By the time his father built the house up on Briscoe Road where the family would settle, Pauley recalled, “I happened to take an interest in trees.”
“I was intrigued by the idea of climbing trees from when I was a kid, I guess, everybody does,” he said, standing by a newly planted maple off of the main road through Waveny, one of 15 going in toward Lapham and also in the dog park. “And I just kept doing it when other people got smarter and decided to go make money instead. And I’ve just never thought of doing anything else as being compelling.”
This month marks four years in the role of tree warden for Pauley, a stewardship that has seen major changes in the way that New Canaan cares for its public trees, and by a man who arrived at his singular and abiding vocation as much by philosophy as practical consideration.
“I have a hard time imagining myself working inside,” Pauley said. “I like being outside. I feel best when I am in the woods. I just feel connected. It sounds kind of silly, maybe. But I think it’s the natural place for human beings, is in nature. I just feel good about it.”

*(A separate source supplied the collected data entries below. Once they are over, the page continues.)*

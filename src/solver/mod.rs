//! The circle packing search.
//!
//! [`CircleTester`] decides single circles, [`RoundCoordinator`] finds the best circle of
//! the whole grid, and [`Ellipsifier`] chains rounds into passes.

pub mod circle_test;
pub use circle_test::CircleTester;

pub mod round;
pub use round::{Candidate, RoundCoordinator};

pub mod engine;
pub use engine::{Ellipsifier, Ellipsis, PassSummary, SearchState, ellipsify};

If an affinity for trees took hold when Pauley was a kid climbing trees with the others, the arc of what has been a four-decade professional career began to rise after he graduated from New Canaan High School in 1964, started working at Kelly Nurseries that summer and then started climbing trees for Howard Toms’ tree care business.
Knowing he’d be drafted anyway, Pauley enlisted in the U.S. Air Force. He met and married his wife, a New Orleans native whom he’d met at Keesler Air Force Base in Mississippi (they have two kids, Jason and Lauren, who both came up through Center School and NCHS), served for four years as a U.S. Air Force sergeant based in Japan, then came back to New Canaan—with a beard.
“I came back to Toms at that point, and because I was growing a beard, he said he had to let me go, because people wouldn’t like that,” Pauley said with a smile (plainly visible within his beard). “This was the hippy era. So I started doing tree work on my own.”
A licensed arborist since 1975, Pauley took to the work and built up a good reputation based on quality work.
“When I got into doing trees, it didn’t take me long to realize that I wasn’t going to be rich,” he said. “But that was never the plan. I wanted to be able to do something that I enjoyed. Something where I felt like I was doing something that benefited people and just created nice environments, being able to maintain them in a healthy way and recognize danger when it existed.”
The knowledge he amassed over four decades has benefited New Canaan.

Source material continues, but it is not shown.